Evoking “big data” is a good way to get public conversations started about privacy. Due to the massive media coverage of Snowden and the NSA, “big data” has become closely associated with “Big Brother”. Hence, the term makes it easy to sensitize folks to how privacy problems are created by increasing storage capacity and processing power, coupled with expanding access to sensitive data points that can be analyzed for hidden connections and surprising correlations.

Yes, at a certain level of abstraction, “big data” has a familiar feel. But too much emphasis on this point makes it easy to overlook the fact that legal and social change is driven by increased vulnerability, not necessarily the novelty of threats. Remember, photographs and journalists existed before Warren and Brandeis wrote their seminal article, “The Right to Privacy.” Still, the privacy revolution wasn’t triggered until handheld cameras became prevalent and the press grew increasingly curious.

Big data references also help keep privacy conversations going. Indeed, “big data” is excellent shorthand for referring to the big vulnerabilities and big problems inherent to the law progressing slower than modern data sets, data inputs, and data analysis techniques.

While the lack of a set definition limits what we can do by using “big data” as shorthand, it’s better than a recommended alternative, sticking to the term “data”—a decision that would sever an immediate association with the modern industrial data complex. Someone’s name and address is data. But that’s a far cry from the millions of pieces of data required for IBM’s Watson to diagnose cancer or the detailed dossiers on virtually everyone created and maintained by commercial data brokers.

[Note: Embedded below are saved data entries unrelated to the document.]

//! Binary record definitions of the crowd database image.
//!
//! Every record is `#[repr(C)]` with 4-byte fields only, so the image has no
//! implicit padding and records can be read and written with zerocopy.

mod definition;
mod header;
mod resource;
mod tags;

pub use definition::{
    ComponentRecord, DefinitionRecord, EntityComponentRecord, EntityRecord, COMPONENT_NAME_LEN,
    MAX_BONE_UIDS, MAX_COMPONENTS, MAX_ENTITIES, MAX_ENTITY_COMPONENTS,
};
pub use header::{DatabaseHeader, Estimate};
pub use resource::{
    ColourRecord, ComponentEntriesRecord, LodRecord, ModelPartRecord, OverrideParamRecord,
    ResourceEntryRecord, ResourceRecord, TextureSetRecord,
};
pub use tags::{TagBits, MAX_TAGS};

/// Index value meaning "no element".
pub const NULL_INDEX: u32 = u32::MAX;
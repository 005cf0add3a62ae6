//! TrueCrowd crowd resource database.
//!
//! A crowd database lists the entity archetypes of a crowd system together with
//! every resource (models, LODs, texture sets) each component type can use. It
//! exists in two forms: a contiguous binary image stored in a chunk file, and an
//! editable XML document. This crate converts between them.
//!
//! # Quick Start
//!
//! ```no_run
//! use truecrowd_common::SymbolTable;
//! use truecrowd_db::{build, CrowdDatabase, ExportOptions};
//! use truecrowd_xml::XmlDocument;
//!
//! // XML to binary
//! let built = build(&XmlDocument::open("crowd.xml")?)?;
//! built.database.save("crowd.bin")?;
//! built.symbols.save("crowd_qsymbols.txt")?;
//!
//! // Binary to XML
//! let db = CrowdDatabase::open("crowd.bin")?;
//! let mut symbols = SymbolTable::new();
//! symbols.load("crowd_qsymbols.txt")?;
//! db.to_xml(&symbols).save("crowd.xml", &ExportOptions::default())?;
//! # Ok::<(), Box<dyn std::error::Error>>(())
//! ```
//!
//! # Architecture
//!
//! - **Estimate** ([`estimate()`]): counts every variable-length region of a document
//! - **Layout** ([`Layout`], [`Arenas`]): region offsets and pre-sized, non-growing arenas
//! - **Builder** ([`build`], [`DatabaseBuilder`]): fills the arenas and resolves references
//! - **Database** ([`CrowdDatabase`]): read accessors, image and chunk-file IO
//! - **Export** ([`XmlExporter`]): projects a database back to XML

mod builder;
mod database;
mod error;
mod estimate;
mod export;
mod layout;
mod types;

pub mod structs;

pub use builder::{
    build, prop_set_uid, resource_path_uid, Build, BuildReport, DatabaseBuilder, FixupSlot,
    PendingFixup, Warning, LEGACY_ROOT_TAG, ROOT_TAG,
};
pub use database::{
    CrowdDatabase, Summary, CHUNK_NAME, CHUNK_UID, CHUNK_VERSION, NAME_UID, PLATFORM, TYPE_UID,
};
pub use error::{Error, ReferenceKind, Result};
pub use estimate::estimate;
pub use export::{Export, ExportOptions, XmlExporter, UNRESOLVED_HEADER};
pub use layout::{Arena, Arenas, Layout, Region, StringPool, REGION_ALIGN};
pub use structs::Estimate;
pub use types::ResourceType;
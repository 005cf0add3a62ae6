//! TrueCrowd CLI - converts crowd resource databases between XML and binary.
//!
//! This is the main entry point for the `truecrowd` command-line application.

use std::path::{Path, PathBuf};
use std::time::Instant;

use anyhow::{Context, Result};
use clap::{Parser, Subcommand};
use indicatif::{ProgressBar, ProgressStyle};
use tracing_subscriber::EnvFilter;

use truecrowd::prelude::*;

/// TrueCrowd - crowd resource database converter
#[derive(Parser)]
#[command(name = "truecrowd")]
#[command(author, version, about, long_about = None)]
struct Cli {
    /// Enable debug logging
    #[arg(short, long, global = true)]
    verbose: bool,

    #[command(subcommand)]
    command: Commands,
}

#[derive(Subcommand)]
enum Commands {
    /// Build XML databases into binary chunk files plus symbol dictionaries
    Scribe {
        /// Input XML files or glob patterns
        #[arg(required = true)]
        inputs: Vec<String>,
    },

    /// Convert binary chunk files back to XML
    Convert {
        /// Input binary files or glob patterns
        #[arg(required = true)]
        inputs: Vec<String>,

        /// Symbol dictionaries used to render identifiers
        #[arg(short, long = "qsymbols", env = "TRUECROWD_QSYMBOLS", value_delimiter = ',')]
        qsymbols: Vec<PathBuf>,

        /// Spaces per indentation level
        #[arg(long, default_value_t = 4)]
        indent: usize,
    },

    /// Print the contents summary of a binary chunk file
    Info {
        /// Input binary file
        input: PathBuf,
    },
}

fn main() -> Result<()> {
    let cli = Cli::parse();
    init_tracing(cli.verbose)?;

    match cli.command {
        Commands::Scribe { inputs } => cmd_scribe(&inputs)?,
        Commands::Convert {
            inputs,
            qsymbols,
            indent,
        } => cmd_convert(&inputs, &qsymbols, &ExportOptions { indent })?,
        Commands::Info { input } => cmd_info(&input)?,
    }

    Ok(())
}

fn init_tracing(verbose: bool) -> Result<()> {
    let level = if verbose { "debug" } else { "info" };
    let filter = EnvFilter::try_from_default_env()
        .or_else(|_| EnvFilter::try_new(format!("truecrowd={level},truecrowd_db={level}")))
        .context("Invalid log filter")?;

    tracing_subscriber::fmt()
        .with_env_filter(filter)
        .with_target(false)
        .init();
    Ok(())
}

fn cmd_scribe(patterns: &[String]) -> Result<()> {
    let inputs = expand_inputs(patterns)?;
    run_batch(&inputs, |input| {
        let scribed = truecrowd::scribe_file(input)?;
        tracing::debug!(
            binary = %scribed.binary.display(),
            symbols = %scribed.symbols.display(),
            warnings = scribed.report.warnings.len(),
            "wrote outputs"
        );
        Ok(())
    })
}

fn cmd_convert(patterns: &[String], dictionaries: &[PathBuf], options: &ExportOptions) -> Result<()> {
    let inputs = expand_inputs(patterns)?;

    let mut shared = SymbolTable::new();
    for path in dictionaries {
        load_dictionary(&mut shared, path);
    }

    run_batch(&inputs, |input| {
        let mut symbols = shared.clone();
        if dictionaries.is_empty() {
            let sibling = truecrowd::symbols_path(input)?;
            if sibling.exists() {
                load_dictionary(&mut symbols, &sibling);
            }
        }
        if symbols.is_empty() {
            tracing::warn!(
                input = %input.display(),
                "no symbol dictionary loaded, identifiers will be written as raw ids"
            );
        }

        let converted = truecrowd::convert_file(input, &symbols, options)?;
        if !converted.unresolved.is_empty() {
            tracing::warn!(
                output = %converted.xml.display(),
                count = converted.unresolved.len(),
                "unresolved symbols listed at the end of the file"
            );
        }
        Ok(())
    })
}

/// Load a dictionary into `symbols`; a failure only costs readable names.
fn load_dictionary(symbols: &mut SymbolTable, path: &Path) {
    match symbols.load(path) {
        Ok(loaded) => tracing::info!(path = %path.display(), loaded, "loaded symbol dictionary"),
        Err(err) => tracing::warn!(
            path = %path.display(),
            "failed to load symbol dictionary, symbols will be shown as raw ids: {err}"
        ),
    }
}

fn cmd_info(input: &Path) -> Result<()> {
    let start = Instant::now();
    let database = CrowdDatabase::open(input)
        .with_context(|| format!("Failed to open {}", input.display()))?;
    let summary = database.summary();

    println!("Loaded {} in {:?}", input.display(), start.elapsed());
    println!("  image size:       {} bytes", summary.image_size);
    println!("  entities:         {}", summary.entities);
    println!("  components:       {}", summary.components);
    println!("  tags:             {}", summary.tags);
    println!("  resources:        {}", summary.resource_entries);
    println!("  LODs:             {}", summary.lods);
    println!("  model parts:      {}", summary.model_parts);
    println!("  texture sets:     {}", summary.texture_sets);
    println!("  colour tints:     {}", summary.colour_tints);
    println!("  override params:  {}", summary.override_params);
    println!("  string bytes:     {}", summary.string_bytes);

    for (index, component) in database.components().iter().enumerate() {
        println!(
            "  [{index:2}] {:<32} {} resources",
            component.name(),
            database.resources_of(index).len()
        );
    }

    Ok(())
}

/// Run `job` for every input, continuing past failures.
fn run_batch<F>(inputs: &[PathBuf], mut job: F) -> Result<()>
where
    F: FnMut(&Path) -> Result<()>,
{
    let start = Instant::now();
    let pb = if inputs.len() > 1 {
        let pb = ProgressBar::new(inputs.len() as u64);
        pb.set_style(
            ProgressStyle::default_bar()
                .template("{spinner:.green} [{elapsed_precise}] [{bar:40.cyan/blue}] {pos}/{len} {msg}")?
                .progress_chars("#>-"),
        );
        pb
    } else {
        ProgressBar::hidden()
    };

    let mut failed = 0usize;
    for input in inputs {
        pb.set_message(input.display().to_string());
        if let Err(err) = job(input) {
            failed += 1;
            pb.suspend(|| tracing::error!(input = %input.display(), "{err:#}"));
        }
        pb.inc(1);
    }
    pb.finish_and_clear();

    tracing::info!(
        processed = inputs.len(),
        failed,
        elapsed = ?start.elapsed(),
        "done"
    );
    if failed > 0 {
        anyhow::bail!("{failed} of {} files failed", inputs.len());
    }
    Ok(())
}

/// Expand glob patterns; plain paths are taken as-is.
fn expand_inputs(patterns: &[String]) -> Result<Vec<PathBuf>> {
    let mut inputs = Vec::new();
    for pattern in patterns {
        if !pattern.contains(['*', '?', '[']) {
            inputs.push(PathBuf::from(pattern));
            continue;
        }

        let before = inputs.len();
        for entry in glob::glob(pattern).with_context(|| format!("Invalid pattern {pattern}"))? {
            inputs.push(entry.with_context(|| format!("Failed to read match of {pattern}"))?);
        }
        if inputs.len() == before {
            tracing::warn!(pattern = %pattern, "pattern matched no files");
        }
    }

    if inputs.is_empty() {
        anyhow::bail!("No input files");
    }
    Ok(inputs)
}
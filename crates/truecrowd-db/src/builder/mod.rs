//! Building a crowd database from its XML form.
//!
//! A build runs in four passes over one owned context:
//!
//! 1. [`estimate`](crate::estimate()) counts every region,
//! 2. [`Arenas::allocate`] reserves exactly that much storage,
//! 3. the filler walks the document again and appends records,
//! 4. the fixup pass resolves `HighResolutionResource` names to indices.
//!
//! # Example
//!
//! ```
//! use truecrowd_db::build;
//! use truecrowd_xml::XmlDocument;
//!
//! let doc = XmlDocument::parse(r#"
//!     <TrueCrowdDataBase>
//!         <Definition><Tags><Tag>Civilian</Tag></Tags></Definition>
//!         <ComponentEntries>
//!             <Component name="Body">
//!                 <Resource name="Ped_A" type="0"><Tag>Civilian</Tag></Resource>
//!             </Component>
//!         </ComponentEntries>
//!     </TrueCrowdDataBase>"#)?;
//!
//! let built = build(&doc)?;
//! assert_eq!(built.database.resource_entries().len(), 1);
//! assert!(built.report.warnings.is_empty());
//! # Ok::<(), Box<dyn std::error::Error>>(())
//! ```

mod fill;
mod fixup;
pub(crate) mod nodes;

use std::fmt;

use truecrowd_common::hash::hash32;
use truecrowd_common::SymbolTable;
use truecrowd_xml::{XmlDocument, XmlNode};
use zerocopy::FromZeros;

use crate::database::{CrowdDatabase, NAME_UID, TYPE_UID};
use crate::estimate::estimate_sections;
use crate::layout::{Arenas, Layout};
use crate::structs::{DatabaseHeader, Estimate};
use crate::Result;

pub use fixup::{FixupSlot, PendingFixup};
pub use nodes::{LEGACY_ROOT_TAG, ROOT_TAG};

/// A non-fatal problem found while building.
#[derive(Debug, Clone, PartialEq, Eq)]
pub enum Warning {
    /// The definition has no `<Tags>` element.
    MissingTags,
    /// A resource `type` is absent or not a known resource type.
    InvalidResourceType {
        resource: String,
        value: Option<i32>,
    },
    /// A resource names a tag the definition does not list.
    UnknownTag { resource: String, tag: String },
}

impl fmt::Display for Warning {
    fn fmt(&self, f: &mut fmt::Formatter<'_>) -> fmt::Result {
        match self {
            Self::MissingTags => write!(f, "definition has no <Tags>"),
            Self::InvalidResourceType {
                resource,
                value: Some(value),
            } => write!(f, "resource '{resource}' has invalid type {value}"),
            Self::InvalidResourceType {
                resource,
                value: None,
            } => write!(f, "resource '{resource}' has no type"),
            Self::UnknownTag { resource, tag } => {
                write!(f, "resource '{resource}' uses undefined tag '{tag}'")
            }
        }
    }
}

/// Sizing and diagnostics of a finished build.
#[derive(Debug, Clone, Default, PartialEq, Eq)]
pub struct BuildReport {
    /// Region counts the arenas were allocated with.
    pub estimate: Estimate,
    pub warnings: Vec<Warning>,
}

/// Everything a build produces.
#[derive(Debug, Clone)]
pub struct Build {
    pub database: CrowdDatabase,
    /// Every identifier spelling minted during the build.
    pub symbols: SymbolTable,
    pub report: BuildReport,
}

/// Build a database from a parsed document.
pub fn build(document: &XmlDocument) -> Result<Build> {
    DatabaseBuilder::new(&document.root).build()
}

/// Owned state of a single build.
#[derive(Debug)]
pub struct DatabaseBuilder<'a> {
    root: &'a XmlNode,
    symbols: SymbolTable,
    fixups: Vec<PendingFixup>,
    warnings: Vec<Warning>,
}

impl<'a> DatabaseBuilder<'a> {
    /// Prepare a build of the document rooted at `root`.
    pub fn new(root: &'a XmlNode) -> Self {
        Self {
            root,
            symbols: SymbolTable::new(),
            fixups: Vec::new(),
            warnings: Vec::new(),
        }
    }

    /// Seed the symbol table, e.g. with spellings from an earlier build.
    pub fn with_symbols(mut self, symbols: SymbolTable) -> Self {
        self.symbols = symbols;
        self
    }

    /// Run every pass and return the finished database.
    pub fn build(mut self) -> Result<Build> {
        let sections = nodes::Sections::locate(self.root)?;
        let estimate = estimate_sections(&sections)?;
        let mut arenas = Arenas::allocate(&estimate);

        let mut header = DatabaseHeader::new_zeroed();
        header.type_uid = TYPE_UID;
        header.name_uid = NAME_UID;
        header.counts = estimate;

        let mut filler = fill::Filler {
            arenas: &mut arenas,
            definition: &mut header.definition,
            symbols: &mut self.symbols,
            fixups: &mut self.fixups,
            warnings: &mut self.warnings,
        };
        filler.fill(&sections)?;

        let resolved = fixup::resolve(&mut arenas, &self.fixups)?;
        arenas.check_filled(&estimate)?;
        header.total_size = Layout::compute(&estimate).total_size() as u32;

        for warning in &self.warnings {
            tracing::warn!("{warning}");
        }
        tracing::info!(
            resources = estimate.resource_entries,
            texture_sets = estimate.texture_sets,
            fixups = resolved,
            symbols = self.symbols.len(),
            warnings = self.warnings.len(),
            "built crowd database"
        );

        Ok(Build {
            database: CrowdDatabase::from_parts(header, arenas),
            symbols: self.symbols,
            report: BuildReport {
                estimate,
                warnings: self.warnings,
            },
        })
    }
}

/// Path id of a resource: hash of `Data\<TypePath>\<name>`.
pub fn resource_path_uid(type_path: &str, name: &str) -> u32 {
    hash32(&format!("Data\\{type_path}\\{name}"))
}

/// Property-set id of a resource: hash of `TrueCrowd-<TypePath>-<name>`.
pub fn prop_set_uid(type_path: &str, name: &str) -> u32 {
    hash32(&format!("TrueCrowd-{type_path}-{name}"))
}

Now, given the importance of “big data” for privacy conversations, it might not be a coincidence that some of the linguistic skeptics have said dismissive things about privacy.

Ghani has no qualms admitting he personally doesn’t care about privacy. Because he’s got nothing to hide, he contends that worrying about surveillance would only get in the way of enjoying the benefits of being lazy and connected. But as Daniel Solove and others have argued, this way of looking at things is overly-individualistic and shortsighted.  Privacy is about much more than hiding personal information.  Specific and complex privacy-related concepts such as “predictive inferences,” “power differentials,” and “lack of transparency” can be quickly evoked in the mind of a listener by using the big data frame.